Testing will focus on the usual RF parameters, so if you are wondering about your rig’s deviation or modulation limits, S Meter accuracy, receiver sensitivity or the like, now you can find out for sure. Likewise your other station equipment – whether your SWR-Power meter reads correctly, or your dummy load is a good 50 ohm match on all the bands; and so on.

WARG will supply professional quality test equipment and knowledgeable people to drive it. We will also provide the usual 13.8V DC and mains AC power supplies

You will need to bring your equipment, and all accessories required for it to operate on test,like the power cables, microphone, and any other specialist items. If you’re bringing one or more handhelds, ensure the batteries are well charged.

We’ll be set up to fully check equipment operating from 160m through to 70cm, mainly in analogue-based modes, such as SSB or CW, and FM, and RF power levels from QRP to the legal limit.

We will be able to check function and basic accuracy of RF power and SWR meters, and impedance match and frequency response of dummy loads or RF filters. We can also do resonance sweeps of some VHF/ UHF antennas, .

We may be able to test other things … if you aren’t sure, bring it along! As long as it can be safely powered up on the bench, we can advise on the day. Or if you can offer to test certain equipment, please let us know.

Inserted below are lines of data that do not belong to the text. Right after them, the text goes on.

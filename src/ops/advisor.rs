//! Advisor: what to do next, for the review, the environment and the team.

use std::collections::{BTreeMap, BTreeSet};
use tracing::debug;

use super::status::StatusStats;
use super::{corrections, env, states_of, TransitionReport};
use crate::dataset::{bibtex, ProjectPaths};
use crate::error::Result;
use crate::parser;
use crate::process::{OperationsType, ProcessModel, RecordState};
use crate::record::Records;
use crate::review_manager::ReviewManager;
use crate::settings::Settings;

/// Operations that move records, in the order of the review.
const REVIEW_OPERATIONS: [OperationsType; 11] = [
    OperationsType::Load,
    OperationsType::Prep,
    OperationsType::PrepMan,
    OperationsType::Dedupe,
    OperationsType::Prescreen,
    OperationsType::PdfGet,
    OperationsType::PdfGetMan,
    OperationsType::PdfPrep,
    OperationsType::PdfPrepMan,
    OperationsType::Screen,
    OperationsType::Data,
];

#[derive(Debug, Clone, PartialEq, Eq)]
pub struct Instruction {
    pub msg: String,
    pub cmd: Option<String>,
    /// Finishes something already started.
    pub priority: bool,
}

impl Instruction {
    fn new(msg: impl Into<String>, cmd: Option<String>) -> Self {
        Self {
            msg: msg.into(),
            cmd,
            priority: false,
        }
    }

    fn priority(mut self) -> Self {
        self.priority = true;
        self
    }
}

#[derive(Debug, Clone, Default, PartialEq, Eq)]
pub struct Advice {
    pub review: Vec<Instruction>,
    pub environment: Vec<Instruction>,
    pub collaboration: Vec<Instruction>,
}

/// Entries of the search files that are not yet in the records.
fn pending_search_records(review_manager: &ReviewManager, records: &Records) -> usize {
    let imported: BTreeSet<&String> = records.values().flat_map(|r| r.origin.iter()).collect();
    let mut prefixes: BTreeMap<String, std::path::PathBuf> = review_manager
        .settings()
        .sources
        .iter()
        .filter(|s| !s.is_md_source())
        .map(|s| (s.origin_prefix(), review_manager.paths().root().join(&s.filename)))
        .collect();
    if let Ok(entries) = std::fs::read_dir(review_manager.paths().search_dir()) {
        for path in entries.filter_map(|e| e.ok()).map(|e| e.path()) {
            if path.extension().is_some_and(|e| e == "bib") {
                if let Some(name) = path.file_name().map(|n| n.to_string_lossy().into_owned()) {
                    prefixes.entry(name).or_insert(path);
                }
            }
        }
    }

    let mut pending = 0;
    for (prefix, path) in prefixes {
        if !path.is_file() {
            continue;
        }
        match parser::parse_search_file(&path) {
            Ok(entries) => {
                pending += entries
                    .iter()
                    .filter(|e| !imported.contains(&format!("{prefix}/{}", e.key)))
                    .count();
            }
            Err(e) => debug!("{}: {e}", path.display()),
        }
    }
    pending
}

/// State transitions of the last commit that touched the records.
fn last_transitions(review_manager: &ReviewManager, current: &Records) -> Result<TransitionReport> {
    let git = review_manager.git();
    if !git.has_commits() {
        return Ok(TransitionReport::default());
    }
    let previous = match git.show_file("HEAD~1", ProjectPaths::RECORDS_FILE) {
        Ok(Some(content)) => bibtex::parse_records(&content)?,
        _ => Records::new(),
    };
    Ok(TransitionReport::between(&states_of(&previous), current))
}

/// An operation is in progress when the last commit moved records along one
/// of its transitions and records are still waiting in its source states.
fn in_progress(
    operation: OperationsType,
    last: &TransitionReport,
    present: &BTreeSet<RecordState>,
) -> bool {
    let moved = last
        .counts()
        .keys()
        .any(|(from, to)| ProcessModel::operation_for_transition(*from, *to) == Some(operation));
    moved
        && ProcessModel::source_states(operation)
            .iter()
            .any(|s| present.contains(s))
}

fn review_instructions(review_manager: &ReviewManager, committed: &Records) -> Result<Vec<Instruction>> {
    let records = if review_manager.dataset().records_file_exists() {
        review_manager.dataset().load_records()?
    } else {
        Records::new()
    };
    let mut instructions = Vec::new();

    let pending = pending_search_records(review_manager, &records);
    if records.is_empty() && pending == 0 {
        instructions.push(Instruction::new(
            "add a search source or place search results in data/search/",
            Some("colrev search --add colrev.local_index \"<query>\"".to_string()),
        ));
        return Ok(instructions);
    }
    if pending > 0 {
        instructions.push(Instruction::new(
            format!("{pending} records in the search files are not loaded yet"),
            Some("colrev load".to_string()),
        ));
    }

    let stats = StatusStats::compute(&records);
    let present: BTreeSet<RecordState> = records.values().map(|r| r.status).collect();
    let last = last_transitions(review_manager, committed)?;
    let delay = review_manager.settings().project.delay_automated_processing;

    for operation in REVIEW_OPERATIONS.iter().skip(1).copied() {
        let sources = ProcessModel::source_states(operation);
        let waiting: usize = sources.iter().map(|s| stats.current(*s)).sum();
        if waiting == 0 {
            continue;
        }
        if ProcessModel::check_operation_precondition(operation, &present, delay).is_err() {
            debug!("{operation}: blocked by earlier states");
            continue;
        }
        let cmd = Some(format!("colrev {}", operation.command()));
        let mut messages = Vec::new();
        if operation == OperationsType::Data {
            let package_manager = review_manager.package_manager();
            for endpoint_settings in &review_manager.settings().data.data_package_endpoints {
                if let Some(advice) = package_manager.load_data(endpoint_settings)?.advice(&records) {
                    messages.push(advice);
                }
            }
        }
        if messages.is_empty() {
            let states: Vec<&str> = sources
                .iter()
                .filter(|s| stats.current(**s) > 0)
                .map(|s| s.as_str())
                .collect();
            messages.push(format!("{waiting} records in {}", states.join(", ")));
        }
        let priority = in_progress(operation, &last, &present);
        for msg in messages {
            let instruction = Instruction::new(msg, cmd.clone());
            instructions.push(if priority { instruction.priority() } else { instruction });
        }
    }

    if stats.nr_records > 0 && stats.completeness_condition {
        instructions.push(Instruction::new("the review is complete", None));
    }
    Ok(instructions)
}

async fn environment_instructions(review_manager: &ReviewManager) -> Result<Vec<Instruction>> {
    let mut instructions = Vec::new();
    let corrections = corrections::pending(review_manager.paths());
    if !corrections.is_empty() {
        instructions.push(Instruction::new(
            format!("{} corrections of curated records are pending", corrections.len()),
            Some("colrev push --corrections".to_string()),
        ));
    }

    let environment = review_manager.environment();
    if environment.local_index().count()? == 0 {
        instructions.push(Instruction::new(
            "the local index is empty",
            Some("colrev env --index".to_string()),
        ));
    }

    for repo in env::status(environment).await? {
        let Some(remote) = repo.remote.filter(|r| r.behind > 0) else {
            continue;
        };
        let curated = Settings::load(&ProjectPaths::new(&repo.path).settings_file())
            .map(|s| s.project.curated_masterdata)
            .unwrap_or(false);
        if curated {
            instructions.push(Instruction::new(
                format!("curated repository {} is {} commits behind its remote", repo.name, remote.behind),
                Some(format!("git -C {} pull", repo.path.display())),
            ));
        }
    }
    Ok(instructions)
}

fn collaboration_instructions(review_manager: &ReviewManager, committed: &Records) -> Result<Vec<Instruction>> {
    let git = review_manager.git();
    let mut instructions = Vec::new();

    let unmerged = git.unmerged_paths()?;
    if !unmerged.is_empty() {
        instructions.push(
            Instruction::new(format!("resolve the merge conflicts in {}", unmerged.join(", ")), None).priority(),
        );
    }

    let Some(remote) = git.remote_status()? else {
        instructions.push(Instruction::new(
            "the project has no remote to share it with",
            Some("git remote add origin <url>".to_string()),
        ));
        return Ok(instructions);
    };
    if remote.behind > 0 {
        instructions.push(
            Instruction::new(
                format!("the remote has {} new commits", remote.behind),
                Some("colrev pull".to_string()),
            )
            .priority(),
        );
    }
    if remote.ahead > 0 {
        let requirement = review_manager.settings().project.share_stat_req;
        if StatusStats::compute(committed).meets(requirement) {
            instructions.push(Instruction::new(
                format!("{} local commits are ready to share", remote.ahead),
                Some("colrev push".to_string()),
            ));
        } else {
            instructions.push(Instruction::new(
                format!("the project does not meet share_stat_req {requirement:?}; complete it before pushing"),
                None,
            ));
        }
    }
    if remote.ahead == 0 && remote.behind == 0 {
        instructions.push(Instruction::new("up to date with the remote", None));
    }
    Ok(instructions)
}

pub async fn advise(review_manager: &ReviewManager) -> Result<Advice> {
    let committed = review_manager.dataset().committed_records()?;
    Ok(Advice {
        review: review_instructions(review_manager, &committed)?,
        environment: environment_instructions(review_manager).await?,
        collaboration: collaboration_instructions(review_manager, &committed)?,
    })
}

#[cfg(test)]
mod tests {
    use super::*;
    use crate::ops::load::Load;
    use crate::ops::tests::{processed_project, project};

    #[tokio::test]
    async fn new_projects_are_told_to_load() {
        let (_dir, manager) = project("literature_review");
        let advice = advise(&manager).await.unwrap();
        assert_eq!(advice.review.len(), 1);
        assert_eq!(advice.review[0].msg, "3 records in the search files are not loaded yet");
        assert_eq!(advice.review[0].cmd.as_deref(), Some("colrev load"));
        assert!(advice
            .environment
            .iter()
            .any(|i| i.cmd.as_deref() == Some("colrev env --index")));
        assert_eq!(advice.collaboration.len(), 1);
    }

    #[tokio::test]
    async fn interrupted_prep_has_priority() {
        let (_dir, manager) = project("literature_review");
        Load::new(&manager).unwrap().run(false).await.unwrap();
        let mut records = manager.dataset().load_records().unwrap();
        let first = records.keys().next().cloned().unwrap();
        records.get_mut(&first).unwrap().status = RecordState::MdPrepared;
        manager.dataset().save_records(&records).unwrap();
        manager.git().add_all().unwrap();
        manager.git().commit("Prep: partial").unwrap();

        let advice = advise(&manager).await.unwrap();
        let prep = advice
            .review
            .iter()
            .find(|i| i.cmd.as_deref() == Some("colrev prep"))
            .unwrap();
        assert!(prep.priority);
        assert_eq!(prep.msg, "2 records in md_imported");
        // delayed processing: dedupe waits until every record is prepared
        assert!(!advice
            .review
            .iter()
            .any(|i| i.cmd.as_deref() == Some("colrev dedupe")));
    }

    #[tokio::test]
    async fn processed_projects_move_on_to_prescreen() {
        let (_dir, manager) = processed_project().await;
        let advice = advise(&manager).await.unwrap();
        assert_eq!(
            advice.review,
            vec![Instruction::new(
                "2 records in md_processed",
                Some("colrev prescreen".to_string())
            )]
        );
    }
}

For each item tested we will give you a written summary sheet, outlining performance.

Note that we won’t be geared up to to repair or realign equipment – but we will be happy to give advice if we find anything amiss. (If anyone wants to consider working on their own gear, there may be a corner available – but BYO tools and everything…!)

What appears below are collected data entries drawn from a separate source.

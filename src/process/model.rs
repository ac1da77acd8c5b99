use serde::{Deserialize, Serialize};
use std::collections::BTreeSet;
use std::fmt;
use std::str::FromStr;
use thiserror::Error;

/// Processing state of a record.
///
/// Declaration order follows the lifecycle DAG, so `Ord` answers
/// "which of two states is less advanced".
#[derive(Debug, Clone, Copy, PartialEq, Eq, Hash, PartialOrd, Ord, Serialize, Deserialize)]
#[serde(rename_all = "snake_case")]
pub enum RecordState {
    MdRetrieved,
    MdImported,
    MdNeedsManualPreparation,
    MdPrepared,
    MdProcessed,
    RevPrescreenExcluded,
    RevPrescreenIncluded,
    PdfNeedsManualRetrieval,
    PdfImported,
    PdfNotAvailable,
    PdfNeedsManualPreparation,
    PdfPrepared,
    RevExcluded,
    RevIncluded,
    RevSynthesized,
}

impl RecordState {
    pub const ALL: [RecordState; 15] = [
        RecordState::MdRetrieved,
        RecordState::MdImported,
        RecordState::MdNeedsManualPreparation,
        RecordState::MdPrepared,
        RecordState::MdProcessed,
        RecordState::RevPrescreenExcluded,
        RecordState::RevPrescreenIncluded,
        RecordState::PdfNeedsManualRetrieval,
        RecordState::PdfImported,
        RecordState::PdfNotAvailable,
        RecordState::PdfNeedsManualPreparation,
        RecordState::PdfPrepared,
        RecordState::RevExcluded,
        RecordState::RevIncluded,
        RecordState::RevSynthesized,
    ];

    pub fn as_str(&self) -> &'static str {
        match self {
            RecordState::MdRetrieved => "md_retrieved",
            RecordState::MdImported => "md_imported",
            RecordState::MdNeedsManualPreparation => "md_needs_manual_preparation",
            RecordState::MdPrepared => "md_prepared",
            RecordState::MdProcessed => "md_processed",
            RecordState::RevPrescreenExcluded => "rev_prescreen_excluded",
            RecordState::RevPrescreenIncluded => "rev_prescreen_included",
            RecordState::PdfNeedsManualRetrieval => "pdf_needs_manual_retrieval",
            RecordState::PdfImported => "pdf_imported",
            RecordState::PdfNotAvailable => "pdf_not_available",
            RecordState::PdfNeedsManualPreparation => "pdf_needs_manual_preparation",
            RecordState::PdfPrepared => "pdf_prepared",
            RecordState::RevExcluded => "rev_excluded",
            RecordState::RevIncluded => "rev_included",
            RecordState::RevSynthesized => "rev_synthesized",
        }
    }

    /// States a record can no longer leave.
    pub fn is_terminal(&self) -> bool {
        matches!(
            self,
            RecordState::RevPrescreenExcluded
                | RecordState::PdfNotAvailable
                | RecordState::RevExcluded
                | RecordState::RevSynthesized
        )
    }

    /// At or beyond `md_processed`: the ID may have been cited downstream.
    pub fn is_post_md_processed(&self) -> bool {
        *self >= RecordState::MdProcessed
    }
}

impl fmt::Display for RecordState {
    fn fmt(&self, f: &mut fmt::Formatter<'_>) -> fmt::Result {
        f.write_str(self.as_str())
    }
}

#[derive(Error, Debug, Clone, PartialEq, Eq)]
#[error("unknown record state: {0}")]
pub struct UnknownState(pub String);

impl FromStr for RecordState {
    type Err = UnknownState;

    fn from_str(s: &str) -> Result<Self, Self::Err> {
        RecordState::ALL
            .iter()
            .find(|state| state.as_str() == s.trim())
            .copied()
            .ok_or_else(|| UnknownState(s.to_string()))
    }
}

/// Named operations. The first eleven move records along the DAG.
#[derive(Debug, Clone, Copy, PartialEq, Eq, Hash, Serialize, Deserialize)]
#[serde(rename_all = "snake_case")]
pub enum OperationsType {
    Search,
    Load,
    Prep,
    PrepMan,
    Dedupe,
    Prescreen,
    PdfGet,
    PdfGetMan,
    PdfPrep,
    PdfPrepMan,
    Screen,
    Data,
    Format,
    Check,
    Explore,
}

impl OperationsType {
    pub fn as_str(&self) -> &'static str {
        match self {
            OperationsType::Search => "search",
            OperationsType::Load => "load",
            OperationsType::Prep => "prep",
            OperationsType::PrepMan => "prep_man",
            OperationsType::Dedupe => "dedupe",
            OperationsType::Prescreen => "prescreen",
            OperationsType::PdfGet => "pdf_get",
            OperationsType::PdfGetMan => "pdf_get_man",
            OperationsType::PdfPrep => "pdf_prep",
            OperationsType::PdfPrepMan => "pdf_prep_man",
            OperationsType::Screen => "screen",
            OperationsType::Data => "data",
            OperationsType::Format => "format",
            OperationsType::Check => "check",
            OperationsType::Explore => "explore",
        }
    }

    /// The CLI spelling (`prep-man`, `pdf-get`, ...).
    pub fn command(&self) -> String {
        self.as_str().replace('_', "-")
    }

    /// Whether the operation changes `colrev_status` at all.
    pub fn transitions_records(&self) -> bool {
        !matches!(
            self,
            OperationsType::Search
                | OperationsType::Format
                | OperationsType::Check
                | OperationsType::Explore
        )
    }
}

impl fmt::Display for OperationsType {
    fn fmt(&self, f: &mut fmt::Formatter<'_>) -> fmt::Result {
        f.write_str(self.as_str())
    }
}

#[derive(Debug, Clone, Copy, PartialEq, Eq)]
pub struct Transition {
    pub trigger: OperationsType,
    pub source: RecordState,
    pub dest: RecordState,
}

const fn t(trigger: OperationsType, source: RecordState, dest: RecordState) -> Transition {
    Transition {
        trigger,
        source,
        dest,
    }
}

pub const TRANSITIONS: &[Transition] = &[
    t(OperationsType::Load, RecordState::MdRetrieved, RecordState::MdImported),
    t(OperationsType::Prep, RecordState::MdImported, RecordState::MdNeedsManualPreparation),
    t(OperationsType::Prep, RecordState::MdImported, RecordState::MdPrepared),
    t(OperationsType::PrepMan, RecordState::MdNeedsManualPreparation, RecordState::MdPrepared),
    t(OperationsType::Dedupe, RecordState::MdPrepared, RecordState::MdProcessed),
    t(OperationsType::Prescreen, RecordState::MdProcessed, RecordState::RevPrescreenExcluded),
    t(OperationsType::Prescreen, RecordState::MdProcessed, RecordState::RevPrescreenIncluded),
    t(OperationsType::PdfGet, RecordState::RevPrescreenIncluded, RecordState::PdfImported),
    t(OperationsType::PdfGet, RecordState::RevPrescreenIncluded, RecordState::PdfNeedsManualRetrieval),
    t(OperationsType::PdfGetMan, RecordState::PdfNeedsManualRetrieval, RecordState::PdfNotAvailable),
    t(OperationsType::PdfGetMan, RecordState::PdfNeedsManualRetrieval, RecordState::PdfImported),
    t(OperationsType::PdfPrep, RecordState::PdfImported, RecordState::PdfNeedsManualPreparation),
    t(OperationsType::PdfPrep, RecordState::PdfImported, RecordState::PdfPrepared),
    t(OperationsType::PdfPrepMan, RecordState::PdfNeedsManualPreparation, RecordState::PdfPrepared),
    t(OperationsType::Screen, RecordState::PdfPrepared, RecordState::RevExcluded),
    t(OperationsType::Screen, RecordState::PdfPrepared, RecordState::RevIncluded),
    t(OperationsType::Data, RecordState::RevIncluded, RecordState::RevSynthesized),
];

#[derive(Error, Debug)]
pub enum ProcessError {
    #[error("no records to process for {operation}")]
    NoRecords { operation: OperationsType },
    #[error(
        "{operation} requires every record to have reached {state}; still in {}: run colrev {} first",
        join_states(.violating),
        remedial_command(.violating)
    )]
    ProcessOrderViolation {
        operation: OperationsType,
        state: RecordState,
        violating: Vec<RecordState>,
    },
    #[error("unstaged git changes in {}: commit or stash them, or use --force", .files.join(", "))]
    UnstagedGitChanges { files: Vec<String> },
}

fn join_states(states: &[RecordState]) -> String {
    states
        .iter()
        .map(RecordState::as_str)
        .collect::<Vec<_>>()
        .join(", ")
}

fn remedial_command(states: &[RecordState]) -> String {
    states
        .iter()
        .min()
        .and_then(|earliest| ProcessModel::operation_for_source(*earliest))
        .map(|op| op.command())
        .unwrap_or_else(|| "status".to_string())
}

/// Lookups over the transitions table.
pub struct ProcessModel;

impl ProcessModel {
    pub fn transitions(operation: OperationsType) -> impl Iterator<Item = &'static Transition> {
        TRANSITIONS.iter().filter(move |tr| tr.trigger == operation)
    }

    /// States whose records the operation may touch, in table order.
    pub fn source_states(operation: OperationsType) -> Vec<RecordState> {
        let mut states = Vec::new();
        for tr in Self::transitions(operation) {
            if !states.contains(&tr.source) {
                states.push(tr.source);
            }
        }
        states
    }

    pub fn dest_states(operation: OperationsType) -> Vec<RecordState> {
        Self::transitions(operation).map(|tr| tr.dest).collect()
    }

    pub fn is_transition(operation: OperationsType, from: RecordState, to: RecordState) -> bool {
        Self::transitions(operation).any(|tr| tr.source == from && tr.dest == to)
    }

    /// The operation that moves records out of `state`.
    pub fn operation_for_source(state: RecordState) -> Option<OperationsType> {
        TRANSITIONS
            .iter()
            .find(|tr| tr.source == state)
            .map(|tr| tr.trigger)
    }

    /// The operation that produced `(from, to)`, if it is a single step.
    pub fn operation_for_transition(from: RecordState, to: RecordState) -> Option<OperationsType> {
        TRANSITIONS
            .iter()
            .find(|tr| tr.source == from && tr.dest == to)
            .map(|tr| tr.trigger)
    }

    /// All states from which `state` can be reached.
    pub fn preceding_states(state: RecordState) -> BTreeSet<RecordState> {
        let mut preceding = BTreeSet::new();
        let mut frontier = vec![state];
        while let Some(current) = frontier.pop() {
            for tr in TRANSITIONS.iter().filter(|tr| tr.dest == current) {
                if tr.source != state && preceding.insert(tr.source) {
                    frontier.push(tr.source);
                }
            }
        }
        preceding
    }

    /// Forward reachability along the DAG (zero steps included).
    pub fn is_reachable(from: RecordState, to: RecordState) -> bool {
        from == to || Self::preceding_states(to).contains(&from)
    }

    /// Checks the stage ordering for `operation` against the states present
    /// in the records file.
    pub fn check_operation_precondition(
        operation: OperationsType,
        present_states: &BTreeSet<RecordState>,
        delay_automated_processing: bool,
    ) -> Result<(), ProcessError> {
        let sources = Self::source_states(operation);
        let Some(start) = sources.first().copied() else {
            return Ok(());
        };

        if delay_automated_processing {
            let violating: Vec<RecordState> = Self::preceding_states(start)
                .intersection(present_states)
                .copied()
                .collect();
            if !violating.is_empty() {
                return Err(ProcessError::ProcessOrderViolation {
                    operation,
                    state: start,
                    violating,
                });
            }
        }

        if operation != OperationsType::Load && !sources.iter().any(|s| present_states.contains(s)) {
            return Err(ProcessError::NoRecords { operation });
        }
        Ok(())
    }
}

Cost of all this is only a gold coin donation per tested item (depending on how many bands you want tested – thorough tests of multiband/mode rigs will take longer, and will thus warrant additional donation). WARG members – or those who join WARG on the day – can have some items tested free. (WARG membership is still only $25.00).

With events like the RD contest and Hamfest not far away, June 23rd is a good opportunity to put your gear through its paces

The equipment check day will start around 11 am, and we need to be packed up by around 4 pm. A sausage-sizzle lunch, soft drinks, tea and coffee and afternoon snacks will be available, all at reasonable prices, Funds raised will go into keeping our repeaters on the air

We would appreciate RSVP, for catering purposes, and also to get an idea of how much equipment we have to test. Also we are looking for volunteers to help on the day – whether you have professional-grade radio comms test setup you can bring – or are willing to help on the day, cooking the sausage sizzle etc, all assistance would be appreciated.

Email us through the Contact Page, or call in to our on-air net, Sundays at 10:30 local on VK6RLM, 146.750.

So, we hope to see you at WARG’s “Check Your Equipment” day, June 23rd, Sunday, 11am to 4pm, Peter Hughes Scout Communications Centre, corner Gibbs St and Welshpool Rd East Cannington.

BR & 73,
Anthony VK6AXB


Roleystone Working Bee – 26 October

Hello All,

Anthony here, quick update on today’s work at Roleystone.

The UHF repeater VK6RUF was found to have almost no output power (no doubt the cause of the poor performance) and was removed, I have the transceiver for repair and will reinstate as soon as fixed, hopefully later this week.

Other antennas were checked and the 2m repeater & diplexer/cavities spec-checked to try & correct the intermittent noise problem. (One suspect coax connector was replaced, we should continue to monitor the repeater performance to see if any improvement). The 6m voice repeater was also checked, all looks OK.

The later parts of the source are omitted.